Side Room B is a small room of 1.07m at the widest whose narrowness does not allow to sneak inside. The initial ceiling height was 1.27m. Most of the north wall was completed by dry masonry. Under ground, at a depth of 0.15m, Lukis discovered two skulls belonging to two complete skeletons facing east and west with knees together in different directions. No archaeological material was discovered.

===Side Room C ===
Side Room C is the largest of the side rooms, discovered by Lukis in 1847. Of oval shape, its diameter is between 1.47m and 1.68m and the ceiling height is 1.42m. The excavation revealed a layer of pebbles mixed with many shells of limpets and three groups of human bones arranged on flat slabs. The group to the south was a child's bones.

===Side Room D ===
Side Room D was searched by Lukis in 1847. According to Lukis, it had several periods of use.
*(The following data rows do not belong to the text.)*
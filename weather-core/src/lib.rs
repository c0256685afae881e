//! Core library for the `weather` collector.
//!
//! This crate defines:
//! - The canonical model (`Weather`, `Forecast`, `Location`)
//! - One parser per weather provider, normalizing its JSON into that model
//! - Storage contracts, CSV export and HTTP transport around the parsers
//! - Configuration & credentials handling
//!
//! Parsing is synchronous and keeps no state between calls.

pub mod config;
pub mod csv;
pub mod error;
pub(crate) mod json;
pub mod model;
pub mod precipitation;
pub mod provider;
pub mod store;
pub mod transport;
pub mod units;

pub use config::{Config, ProviderConfig};
pub use csv::CsvWriter;
pub use error::{ParseError, ParseResult};
pub use model::{Coordinates, Forecast, ForecastMeta, Location, Weather, WeatherMeta};
pub use provider::{Endpoints, ProviderId, WeatherParser};
pub use store::{MemoryStore, Source, Store, StoreError};
pub use transport::{HttpTransport, Transport, TransportError};
//! Apixu (`api.apixu.com/v1`), whose responses carry both metric and
//! imperial values side by side.

use chrono::Duration;

use crate::{
    error::{ParseError, ParseResult},
    json::{self, Object},
    model::{Forecast, Location, Weather},
    precipitation, units,
};

use super::{Endpoints, WeatherParser, build_url, free_text_query};

const BASE_URL: &str = "https://api.apixu.com/v1";
const FORECAST_DAYS: u8 = 7;

#[derive(Debug, Clone, Copy, Default)]
pub struct Apixu;

impl Apixu {
    /// Fills `weather` from the `current` object or an hourly forecast item.
    /// Current weather is stamped by `last_updated_epoch`, hours by `time_epoch`.
    fn parse_conditions(item: &Object, time_key: &str, weather: &mut Weather) {
        weather.data_time = json::timestamp(item, time_key);
        set_temperatures(item, "temp_c", "temp_f", weather);
        weather.wind_speed = json::number(item, "wind_kph").map(units::kph_to_mps);
        weather.wind_degrees = json::small_int(item, "wind_degree");
        weather.pressure = json::small_int(item, "pressure_mb");
        weather.humidity = json::small_int(item, "humidity");
        weather.cloudiness = json::rounded(item, "cloud").map(units::clamp_cloudiness);
        if let Some(amount) = json::number(item, "precip_mm") {
            precipitation::resolve_opt(amount, weather.temperature_celsius, weather);
        }
    }

    /// Appends one forecast day: its hours if the day has them, two synthesized
    /// points (minimum at the start of the day, maximum 12 h later) otherwise.
    fn parse_forecast_day(day: &Object, data: &mut Vec<Weather>) -> ParseResult<()> {
        let start = json::timestamp(day, "date_epoch")
            .ok_or(ParseError::MissingRequiredField("date_epoch"))?;

        if let Some(hours) = json::array(day, "hour").filter(|h| !h.is_empty()) {
            for value in hours {
                let hour = value.as_object().ok_or(ParseError::MissingAnchor("hour"))?;
                if json::integer(hour, "time_epoch").is_none() {
                    return Err(ParseError::MissingRequiredField("time_epoch"));
                }
                let mut weather = Weather::default();
                Self::parse_conditions(hour, "time_epoch", &mut weather);
                data.push(weather);
            }
            return Ok(());
        }

        let summary = json::required_object(day, "day")?;

        let mut shared = Weather {
            humidity: json::small_int(summary, "avghumidity"),
            wind_speed: json::number(summary, "maxwind_kph").map(units::kph_to_mps),
            ..Weather::default()
        };
        if let Some(amount) = json::number(summary, "totalprecip_mm") {
            precipitation::resolve_opt(amount, average_celsius(summary), &mut shared);
        }

        let mut min = Weather {
            data_time: Some(start),
            ..shared.clone()
        };
        set_temperatures(summary, "mintemp_c", "mintemp_f", &mut min);
        let noon = start
            .checked_add_signed(Duration::hours(12))
            .ok_or(ParseError::MissingRequiredField("date_epoch"))?;
        let mut max = Weather {
            data_time: Some(noon),
            ..shared
        };
        set_temperatures(summary, "maxtemp_c", "maxtemp_f", &mut max);

        data.push(min);
        data.push(max);
        Ok(())
    }
}

/// Apixu sends Celsius and Fahrenheit; both are taken as given and Kelvin is
/// derived from Celsius.
fn set_temperatures(item: &Object, celsius_key: &str, fahrenheit_key: &str, weather: &mut Weather) {
    match (
        json::number(item, celsius_key),
        json::number(item, fahrenheit_key),
    ) {
        (Some(c), Some(f)) => {
            weather.temperature_celsius = Some(c);
            weather.temperature_fahrenheit = Some(f);
            weather.temperature_kelvin = Some(units::celsius_to_kelvin(c));
        }
        (Some(c), None) => weather.set_temperatures_from_celsius(c),
        (None, Some(f)) => weather.set_temperatures_from_fahrenheit(f),
        (None, None) => {}
    }
}

fn average_celsius(summary: &Object) -> Option<f64> {
    json::number(summary, "avgtemp_c").or_else(|| {
        let min = json::number(summary, "mintemp_c")?;
        let max = json::number(summary, "maxtemp_c")?;
        Some((min + max) / 2.0)
    })
}

/// Apixu reports failures as `{"error": {"code": ..., "message": ...}}`.
fn check_error(root: &Object) -> ParseResult<()> {
    match json::object(root, "error") {
        Some(error) => Err(ParseError::ProviderError(
            json::string(error, "message")
                .unwrap_or("unknown error")
                .to_owned(),
        )),
        None => Ok(()),
    }
}

impl WeatherParser for Apixu {
    fn parse_current_weather(&self, json: &str) -> ParseResult<Weather> {
        let doc = json::parse_document(json)?;
        let mut weather = Weather {
            json: Some(json.to_owned()),
            ..Weather::default()
        };
        let root = json::root_object(&doc)?;
        check_error(root)?;
        let current = json::required_object(root, "current")?;
        Self::parse_conditions(current, "last_updated_epoch", &mut weather);
        Ok(weather)
    }

    fn parse_forecast(&self, json: &str) -> ParseResult<Forecast> {
        let doc = json::parse_document(json)?;
        let mut forecast = Forecast {
            json: Some(json.to_owned()),
            ..Forecast::default()
        };
        let root = json::root_object(&doc)?;
        check_error(root)?;
        let days = json::required_object(root, "forecast")
            .and_then(|f| json::required_array(f, "forecastday"))?;

        for value in days {
            let day = value
                .as_object()
                .ok_or(ParseError::MissingAnchor("forecastday"))?;
            Self::parse_forecast_day(day, &mut forecast.data)?;
        }

        if forecast.data.is_empty() {
            return Err(ParseError::MissingAnchor("forecastday"));
        }
        Ok(forecast)
    }
}

impl Endpoints for Apixu {
    fn current_url(&self, location: &Location, api_key: &str) -> Option<String> {
        build_url(
            &format!("{BASE_URL}/current.json"),
            &[
                ("key", api_key.to_owned()),
                ("q", free_text_query(location)?),
            ],
        )
    }

    fn forecast_url(&self, location: &Location, api_key: &str) -> Option<String> {
        build_url(
            &format!("{BASE_URL}/forecast.json"),
            &[
                ("key", api_key.to_owned()),
                ("q", free_text_query(location)?),
                ("days", FORECAST_DAYS.to_string()),
            ],
        )
    }
}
The soil consisted of two distinct levels of deposits: a first level composed of human bones resting on a bed of slabs and a second level, approximately 0.30 m below, composed of a second bed of slabs covered with bones. In the south-east corner and west of the room, Lukis discovered skeletons in a squatting position. On the north side, a bowl-shaped pottery rested on three triangular stones. This bowl is the only ceramic discovered in the room.